── THE INPUT ──

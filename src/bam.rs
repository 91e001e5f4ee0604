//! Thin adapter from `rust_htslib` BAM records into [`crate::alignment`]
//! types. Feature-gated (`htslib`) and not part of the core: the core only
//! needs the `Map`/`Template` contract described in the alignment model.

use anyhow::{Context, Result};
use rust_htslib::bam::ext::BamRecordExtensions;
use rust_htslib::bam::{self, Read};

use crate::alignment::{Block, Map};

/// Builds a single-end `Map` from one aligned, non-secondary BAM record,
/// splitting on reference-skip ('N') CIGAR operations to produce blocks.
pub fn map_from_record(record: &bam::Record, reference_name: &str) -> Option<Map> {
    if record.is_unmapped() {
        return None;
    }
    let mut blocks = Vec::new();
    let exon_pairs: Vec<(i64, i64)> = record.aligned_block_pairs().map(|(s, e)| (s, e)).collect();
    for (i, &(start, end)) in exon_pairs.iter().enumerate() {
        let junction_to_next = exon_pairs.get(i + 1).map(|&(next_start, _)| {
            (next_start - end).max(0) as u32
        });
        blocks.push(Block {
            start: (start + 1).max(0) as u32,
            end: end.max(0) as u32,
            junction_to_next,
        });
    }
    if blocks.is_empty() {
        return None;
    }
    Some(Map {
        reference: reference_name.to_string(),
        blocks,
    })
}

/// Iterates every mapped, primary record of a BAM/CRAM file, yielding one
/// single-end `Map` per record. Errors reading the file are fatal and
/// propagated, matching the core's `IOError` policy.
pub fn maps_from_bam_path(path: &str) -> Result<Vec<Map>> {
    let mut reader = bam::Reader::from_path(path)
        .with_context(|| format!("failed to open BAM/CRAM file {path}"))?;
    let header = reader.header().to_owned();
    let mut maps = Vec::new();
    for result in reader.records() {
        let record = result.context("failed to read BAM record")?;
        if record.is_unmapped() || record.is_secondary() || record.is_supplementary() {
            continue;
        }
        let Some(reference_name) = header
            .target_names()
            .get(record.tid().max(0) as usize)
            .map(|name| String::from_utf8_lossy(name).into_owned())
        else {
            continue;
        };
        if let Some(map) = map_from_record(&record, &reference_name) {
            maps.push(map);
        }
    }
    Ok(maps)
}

───
── THE INPUT ──

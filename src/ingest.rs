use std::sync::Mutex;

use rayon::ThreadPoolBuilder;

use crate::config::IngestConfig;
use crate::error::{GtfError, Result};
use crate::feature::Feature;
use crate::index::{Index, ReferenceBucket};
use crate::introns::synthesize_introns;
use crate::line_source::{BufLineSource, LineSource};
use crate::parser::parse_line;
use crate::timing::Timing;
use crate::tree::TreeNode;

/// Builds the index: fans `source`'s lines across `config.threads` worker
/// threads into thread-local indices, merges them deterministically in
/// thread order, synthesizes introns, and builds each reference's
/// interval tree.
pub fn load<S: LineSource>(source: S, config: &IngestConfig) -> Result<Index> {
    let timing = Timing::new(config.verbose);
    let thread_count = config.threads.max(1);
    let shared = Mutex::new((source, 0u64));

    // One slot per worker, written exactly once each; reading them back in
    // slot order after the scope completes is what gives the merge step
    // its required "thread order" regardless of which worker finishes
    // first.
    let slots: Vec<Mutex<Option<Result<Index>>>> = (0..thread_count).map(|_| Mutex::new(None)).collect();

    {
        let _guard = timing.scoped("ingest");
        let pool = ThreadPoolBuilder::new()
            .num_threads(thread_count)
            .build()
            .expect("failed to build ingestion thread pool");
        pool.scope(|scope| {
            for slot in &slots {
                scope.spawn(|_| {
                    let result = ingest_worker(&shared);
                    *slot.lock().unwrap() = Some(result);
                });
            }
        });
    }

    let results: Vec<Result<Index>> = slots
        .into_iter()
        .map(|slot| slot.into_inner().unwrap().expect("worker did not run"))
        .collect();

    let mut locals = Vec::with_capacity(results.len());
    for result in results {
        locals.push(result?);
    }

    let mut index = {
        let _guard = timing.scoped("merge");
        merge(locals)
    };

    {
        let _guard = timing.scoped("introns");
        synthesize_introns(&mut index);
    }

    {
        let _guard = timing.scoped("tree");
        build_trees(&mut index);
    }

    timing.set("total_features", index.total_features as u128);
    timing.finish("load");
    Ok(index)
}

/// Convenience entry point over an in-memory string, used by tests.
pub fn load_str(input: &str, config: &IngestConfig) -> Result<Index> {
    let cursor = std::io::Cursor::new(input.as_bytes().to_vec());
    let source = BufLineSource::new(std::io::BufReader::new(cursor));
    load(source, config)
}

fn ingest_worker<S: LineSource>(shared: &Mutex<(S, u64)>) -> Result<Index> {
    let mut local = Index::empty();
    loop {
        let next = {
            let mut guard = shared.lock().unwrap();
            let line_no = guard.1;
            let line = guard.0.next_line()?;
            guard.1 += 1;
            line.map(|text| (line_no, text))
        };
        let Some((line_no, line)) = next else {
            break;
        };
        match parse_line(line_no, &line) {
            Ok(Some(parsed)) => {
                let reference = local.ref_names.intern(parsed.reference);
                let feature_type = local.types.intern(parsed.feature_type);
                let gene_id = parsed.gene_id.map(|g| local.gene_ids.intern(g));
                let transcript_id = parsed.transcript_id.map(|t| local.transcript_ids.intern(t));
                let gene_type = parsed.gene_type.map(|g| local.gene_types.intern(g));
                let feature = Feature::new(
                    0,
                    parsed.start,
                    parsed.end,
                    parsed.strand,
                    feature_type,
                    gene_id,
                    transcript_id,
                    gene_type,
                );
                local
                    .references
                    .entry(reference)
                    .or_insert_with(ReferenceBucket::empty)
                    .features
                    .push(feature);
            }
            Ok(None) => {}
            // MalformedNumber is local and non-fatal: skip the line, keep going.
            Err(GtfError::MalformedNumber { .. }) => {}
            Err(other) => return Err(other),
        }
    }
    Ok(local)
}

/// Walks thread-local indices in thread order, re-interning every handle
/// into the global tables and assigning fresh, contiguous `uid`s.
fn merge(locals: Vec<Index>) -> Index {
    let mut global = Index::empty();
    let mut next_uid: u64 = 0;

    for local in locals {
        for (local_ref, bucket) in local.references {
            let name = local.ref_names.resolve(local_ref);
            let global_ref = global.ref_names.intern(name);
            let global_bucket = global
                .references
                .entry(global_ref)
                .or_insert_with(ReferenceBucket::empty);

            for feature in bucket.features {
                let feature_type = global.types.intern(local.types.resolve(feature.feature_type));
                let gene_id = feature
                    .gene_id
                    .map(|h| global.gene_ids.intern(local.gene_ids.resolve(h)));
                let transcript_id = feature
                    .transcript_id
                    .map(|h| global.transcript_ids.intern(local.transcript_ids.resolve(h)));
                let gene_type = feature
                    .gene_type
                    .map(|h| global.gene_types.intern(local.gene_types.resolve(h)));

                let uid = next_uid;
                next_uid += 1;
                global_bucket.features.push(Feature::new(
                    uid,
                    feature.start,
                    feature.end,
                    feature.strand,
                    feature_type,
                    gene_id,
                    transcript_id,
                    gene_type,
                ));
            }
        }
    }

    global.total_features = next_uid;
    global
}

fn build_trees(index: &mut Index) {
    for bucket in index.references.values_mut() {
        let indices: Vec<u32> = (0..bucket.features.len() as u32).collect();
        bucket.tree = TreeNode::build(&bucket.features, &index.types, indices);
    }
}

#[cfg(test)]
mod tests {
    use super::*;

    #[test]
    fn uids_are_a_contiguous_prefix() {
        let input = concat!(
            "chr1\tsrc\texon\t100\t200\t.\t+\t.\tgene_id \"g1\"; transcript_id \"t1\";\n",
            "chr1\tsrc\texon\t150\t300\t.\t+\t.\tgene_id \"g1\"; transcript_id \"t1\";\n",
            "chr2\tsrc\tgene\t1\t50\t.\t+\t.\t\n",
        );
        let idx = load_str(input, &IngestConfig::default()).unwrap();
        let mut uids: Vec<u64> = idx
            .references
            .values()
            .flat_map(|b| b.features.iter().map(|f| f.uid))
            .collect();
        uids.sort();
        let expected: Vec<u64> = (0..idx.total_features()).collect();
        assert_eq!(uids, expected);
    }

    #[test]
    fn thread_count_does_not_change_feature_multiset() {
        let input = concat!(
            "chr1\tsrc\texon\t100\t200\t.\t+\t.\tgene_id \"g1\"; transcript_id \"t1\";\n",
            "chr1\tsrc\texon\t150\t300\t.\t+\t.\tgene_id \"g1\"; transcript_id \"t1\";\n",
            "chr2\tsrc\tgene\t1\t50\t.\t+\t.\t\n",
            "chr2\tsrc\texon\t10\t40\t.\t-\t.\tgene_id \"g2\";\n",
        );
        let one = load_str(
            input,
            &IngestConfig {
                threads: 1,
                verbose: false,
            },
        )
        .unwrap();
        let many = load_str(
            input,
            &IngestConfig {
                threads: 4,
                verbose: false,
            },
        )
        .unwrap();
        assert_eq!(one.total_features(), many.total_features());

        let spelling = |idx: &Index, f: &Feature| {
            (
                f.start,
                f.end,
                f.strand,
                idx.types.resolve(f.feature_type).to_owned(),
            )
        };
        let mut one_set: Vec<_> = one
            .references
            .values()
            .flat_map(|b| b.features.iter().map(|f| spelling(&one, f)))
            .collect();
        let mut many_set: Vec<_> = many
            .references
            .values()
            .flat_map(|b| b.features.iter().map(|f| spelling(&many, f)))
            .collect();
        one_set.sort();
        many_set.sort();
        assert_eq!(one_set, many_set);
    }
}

───

__DESCRIPTION OF THE TASK__. Only lines with the word "IngestConfig" are needed. Copy them from the preceding records.

__SOLUTION__.
use crate::config::IngestConfig;
pub fn load<S: LineSource>(source: S, config: &IngestConfig) -> Result<Index> {
pub fn load_str(input: &str, config: &IngestConfig) -> Result<Index> {
        let idx = load_str(input, &IngestConfig::default()).unwrap();
            &IngestConfig {
            &IngestConfig {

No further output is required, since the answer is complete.